El esposo tenía una forma de hablar y un timbre de voz que se imponían. Sus ademanes, gestos y palabras iban completamente al unísono, como una má­quina perfecta. Junto a él los demás parecían meros autómatas sin gracia alguna. Un delicioso perfume de violetas emanaba de la señora Dalloway, mezclándose al frufrú de sus sedas y al tintineo de sus pulseras. Mien­tras la seguía por el pasillo, Rachel se sentía humillada. Ante su vista transcurría vertiginosamente su vida y la de sus amigos. Clarissa había dicho: «Vivimos en un mundo hecho a nuestro gusto y medida», y Rachel pen­saba que tenía razón y que tal cosa era completamente absurda.

—Sentémonos aquí —dijo Helen, abriendo la puerta del saloncito.

—¿Toca usted? —preguntó Clarissa, levantando la partitura de «Tristán», que estaba en el musiquero.

—No —dijo Helen, apoyando una mano en el hom­bro de Rachel—. Es mi sobrina quien toca.

—Créame que la envidio —dijo Clarissa, dirigiéndose a Rachel por vez primera—. ¿Recuerda esto?— añadió, tecleando con sus ensortijados dedos unos compases de «Tristán»—. ¿Ha estado usted en Bayreuth?

—No, no he ido —contestó Rachel.

—Nunca olvidaré la primera vez que oí allí «Parsi­fal». Era un día sofocante de agosto, con el teatro a os­curas y completamente lleno de corpulentos alemanes y alemanas gruesas y sonrosadas, con ajustados trajes de un mal gusto tremendo. La música atacó la obertura, y yo sentí una opresión en la garganta que me hizo esta­llar en sollozos. Un caballero que había junto a mí me trajo agua. Lo recuerdo perfectamente, porque seguí llo­rando sobre su hombro. ¡Fue tan majestuoso… ! ¿Pero dónde está el piano?

—Está en otra habitación —replicó Rachel.

—Pero no por eso dejaremos de oírla… No puedo imaginar nada semejante a sentarme a la luz de la luna y oír buena música… claro que esto pueden parecer ni­ñerías. ¿No cree usted que la música no es buena para todos? —dijo, dirigiéndose a Helen.

—¿Por qué? ¿Acaso porque requiere un esfuerzo de­masiado grande para comprenderla?

—Sí, es demasiado emocional. No debería permitirse a los jóvenes aprender música como una profesión. El que sepa interpretarla, no quiere decir que la aprecie, casi estoy por creer lo contrario. Los que sienten verda­deramente el arte son los que menos lo demuestran. ¿Conoce usted a Henry Philips, el pintor?

—Sí, le conozco —dijo Helen.

—A primera vista podría tomársele por un negocian­te o industrial, nadie diría que es el mejor pintor de su época. Eso es lo que a mí me gusta.

—Es verdad —dijo Helen—. Cuando se ve a un mú­sico con enormes melenas y chambergo, es casi proba­ble que su música deje mucho que desear.

—Watts y Joachim pueden parecer cualquier cosa me­nos lo que son: unos grandes músicos.

—Sin embargo, no me negará usted que hubiesen es­tado mejor con algo de pelo —dijo Helen—. Creo que lo principal es la limpieza. Quiero decir con eso que pre­fiero menos arte y más ropas con buen corte.

—A la gente bien se la conoce por algo que no se sa­be qué es, pero que existe —añadió Clarissa.

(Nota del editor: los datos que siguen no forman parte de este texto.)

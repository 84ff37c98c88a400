//! mdstore Administration CLI

use anyhow::{anyhow, bail, Context, Result};
use clap::{Parser, Subcommand};
use mdstore_core::{
    Content, HistoryConfig, MetadataStore, Store, StoreConfig, VerifyPhase, VerifyProgress,
    VersionedStore,
};
use std::io::{Read, Write};
use std::path::PathBuf;
use tracing_subscriber::{layer::SubscriberExt, util::SubscriberInitExt};

#[derive(Parser, Debug)]
#[command(name = "mdstore-admin")]
#[command(author = "mdstore Contributors")]
#[command(version = "0.1.0")]
#[command(about = "Versioned metadata store administration tool")]
struct Cli {
    /// Store configuration file
    #[arg(short, long, default_value = "store.json")]
    config: PathBuf,

    /// Identity recorded on changes (defaults to $USER)
    #[arg(short, long, global = true)]
    author: Option<String>,

    /// Enable debug logging
    #[arg(long, global = true)]
    debug: bool,

    #[command(subcommand)]
    command: Commands,
}

#[derive(Subcommand, Debug)]
enum Commands {
    /// Write a new store configuration and create its directories
    Init {
        /// Base identifier, e.g. DocPortal_document
        id: String,
        /// Directory for current content
        base_dir: PathBuf,
        /// Revision log repository; omit for an unversioned store
        #[arg(long)]
        history: Option<PathBuf>,
        #[arg(long, default_value = "4-2-2")]
        layout: String,
        #[arg(long)]
        doc_type: Option<String>,
        /// Accept payloads that are not XML
        #[arg(long)]
        unstructured: bool,
    },

    /// Create or update an object from a file ("-" reads stdin)
    Put {
        #[arg(short, long)]
        file: String,
        /// Object id; a fresh one is allocated when omitted
        id: Option<u64>,
    },

    /// Print an object's content
    Cat {
        id: u64,
        #[arg(short, long)]
        revision: Option<u64>,
    },

    /// List the versions of an object
    Log {
        id: u64,
        #[arg(long)]
        json: bool,
    },

    /// Delete an object
    Delete { id: u64 },

    /// Make an earlier revision current again
    Restore { id: u64, revision: u64 },

    /// Compare local content with the latest committed revision
    Check { id: u64 },

    /// Verify the revision log and the store's consistency
    Verify {
        #[arg(short, long)]
        quiet: bool,
    },

    /// Rewrite local content from the revision log
    Refresh,
}

fn init_tracing(debug: bool) {
    let env_filter = if debug {
        tracing_subscriber::EnvFilter::new("debug")
    } else {
        tracing_subscriber::EnvFilter::from_default_env()
            .add_directive(tracing::Level::INFO.into())
    };

    tracing_subscriber::registry()
        .with(tracing_subscriber::fmt::layer().with_writer(std::io::stderr))
        .with(env_filter)
        .init();
}

fn author(cli_author: Option<String>) -> String {
    cli_author
        .or_else(|| std::env::var("USER").ok())
        .unwrap_or_else(|| "mdstore-admin".to_string())
}

fn read_input(file: &str) -> Result<Vec<u8>> {
    if file == "-" {
        let mut data = Vec::new();
        std::io::stdin().read_to_end(&mut data)?;
        Ok(data)
    } else {
        std::fs::read(file).with_context(|| format!("Failed to read {}", file))
    }
}

fn load_config(path: &PathBuf) -> Result<StoreConfig> {
    StoreConfig::load(path).with_context(|| format!("Cannot use store config {:?}", path))
}

fn print_progress(progress: VerifyProgress) {
    let phase = match progress.phase {
        VerifyPhase::Revisions => "revisions",
        VerifyPhase::Objects => "objects",
    };
    eprintln!(
        "  {} {}/{} ({}%)",
        phase,
        progress.done,
        progress.total,
        progress.percent()
    );
}

#[tokio::main]
async fn main() -> Result<()> {
    let cli = Cli::parse();
    init_tracing(cli.debug);
    let author = author(cli.author);

    match cli.command {
        Commands::Init {
            id,
            base_dir,
            history,
            layout,
            doc_type,
            unstructured,
        } => {
            if cli.config.exists() {
                bail!("Store config {:?} already exists", cli.config);
            }
            let mut config = StoreConfig::new(id, base_dir)
                .with_slot_layout(layout)
                .with_force_structured(!unstructured);
            if let Some(doc_type) = doc_type {
                config = config.with_doc_type(doc_type);
            }
            if let Some(repository) = history {
                config = config.with_history(HistoryConfig::new(repository));
            }
            config.validate()?;
            let store = Store::open(config.clone()).await?;
            config.save(&cli.config)?;
            println!("Store {} initialized ({:?})", store.id(), cli.config);
        }

        Commands::Put { file, id } => {
            let store = Store::open(load_config(&cli.config)?).await?;
            let content = Content::new(read_input(&file)?);
            let handle = match id {
                Some(id) if store.exists(id).await? => store.update(id, content, &author).await?,
                Some(id) => store.create(id, content, &author).await?,
                None => store.create_next(content, &author).await?,
            };
            println!(
                "{} at revision {}",
                handle.full_id(),
                handle
                    .revision()
                    .map(|r| r.to_string())
                    .unwrap_or_else(|| "-".to_string())
            );
        }

        Commands::Cat { id, revision } => {
            let store = Store::open(load_config(&cli.config)?).await?;
            let mut handle = match revision {
                Some(revision) => store.handle_at(id, revision),
                None => store.handle(id),
            };
            match handle.read().await? {
                Some(content) => {
                    std::io::stdout().write_all(content.data())?;
                }
                None => bail!(
                    "{} is deleted in revision {}",
                    handle.full_id(),
                    handle.revision().unwrap_or_default()
                ),
            }
        }

        Commands::Log { id, json } => {
            let store = Store::open(load_config(&cli.config)?).await?;
            let versions = store.versions(id).await?;
            if versions.is_empty() {
                bail!("{} has no versions", store.full_id(id));
            }
            if json {
                let infos: Vec<_> = versions.iter().map(|v| v.info()).collect();
                println!("{}", serde_json::to_string_pretty(&infos)?);
            } else {
                for version in &versions {
                    println!(
                        "r{} {} {} {}",
                        version.revision(),
                        version.type_char(),
                        version.date().format("%Y-%m-%d %H:%M:%S%.3f"),
                        version.author()
                    );
                }
            }
        }

        Commands::Delete { id } => {
            let store = Store::open(load_config(&cli.config)?).await?;
            store.delete(id, &author).await?;
            println!("{} deleted", store.full_id(id));
        }

        Commands::Restore { id, revision } => {
            let store = Store::open(load_config(&cli.config)?).await?;
            let record = store.version(id, revision).await?;
            let latest = record.restore(&author).await?;
            println!(
                "{} restored to revision {}, now at revision {}",
                latest.full_id(),
                revision,
                latest.revision().unwrap_or_default()
            );
        }

        Commands::Check { id } => {
            let store = Store::open(load_config(&cli.config)?).await?;
            if store.backend().is_up_to_date(id).await? {
                println!("{} is up to date", store.full_id(id));
            } else {
                println!("{} differs from the revision log", store.full_id(id));
                std::process::exit(1);
            }
        }

        Commands::Verify { quiet } => {
            let config = load_config(&cli.config)?;
            if !quiet {
                println!("Verifying store {}", config.id);
            }
            let store = Store::open(config).await?;
            let report = if quiet {
                store.verify(None).await?
            } else {
                store.verify(Some(&print_progress)).await?
            };
            if !quiet {
                println!(
                    "Verified {} revisions, {} blobs, {} objects",
                    report.revisions, report.blobs, report.objects
                );
            }
        }

        Commands::Refresh => {
            let config = load_config(&cli.config)?;
            if config.history.is_none() {
                return Err(anyhow!("Store {} keeps no revision log", config.id));
            }
            let store = VersionedStore::open(config).await?;
            let count = store.refresh_local_cache().await?;
            println!(
                "Refreshed {} objects of store {}",
                count,
                store.config().id
            );
        }
    }

    Ok(())
}
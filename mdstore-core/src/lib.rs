//! mdstore Core Library
//!
//! Versioned storage of metadata documents:
//! - Slot path layout mapping numeric ids to a directory hierarchy
//! - Filesystem content store holding the current bytes of each object
//! - Revision log abstraction and a disk-persistent implementation
//! - Versioned store composing both, with per-object version history
//! - Store handles, per-object handles and version records

pub mod config;
pub mod content;
pub mod content_store;
pub mod disk_log;
pub mod error;
pub mod handle;
pub mod ids;
pub mod object;
pub mod revision_log;
pub mod slot;
pub mod store;
pub mod version;
pub mod versioned;

pub use config::{HistoryConfig, StoreConfig};
pub use content::{Content, ContentBackend};
pub use content_store::{FsContentStore, LocalStore};
pub use disk_log::DiskRevisionLog;
pub use error::{BoxError, Result, StoreError};
pub use handle::{MetadataHandle, Snapshot};
pub use ids::IdAllocator;
pub use object::ObjectId;
pub use revision_log::{
    ChangeKind, ChangeRecord, CommitInfo, CommitRequest, LogEntry, ProgressFn, RevisionLog,
    VerifyPhase, VerifyProgress, VerifyReport,
};
pub use slot::SlotLayout;
pub use store::{MetadataStore, Store};
pub use version::{VersionInfo, VersionRecord, VersionState};
pub use versioned::VersionedStore;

—En efecto, mire usted a mi esposo. ¿Se le puede tomar por un caballero? —preguntó Helen.

A Clarissa esta pregunta le pareció de muy mal gus­to. Ella, por lo menos, no la hubiera hecho nunca. La mejor respuesta que encontró fue echarse a reír, vol­viéndose a Rachel.

—Insisto en que mañana toque usted.

Rachel no opuso ninguna objeción. Había algo en Cla­rissa que la atraía y dominaba. La señora Dalloway di­simuló un bostezo, que no pasó de una pequeña dilata­ción de la nariz.

—Me está entrando bastante sueño, a lo mejor es el' aire de mar. Mucho me temo que vaya a abandonarlas.

La voz del señor Pepper, en acalorada discusión, se oyó avanzar por el pasillo.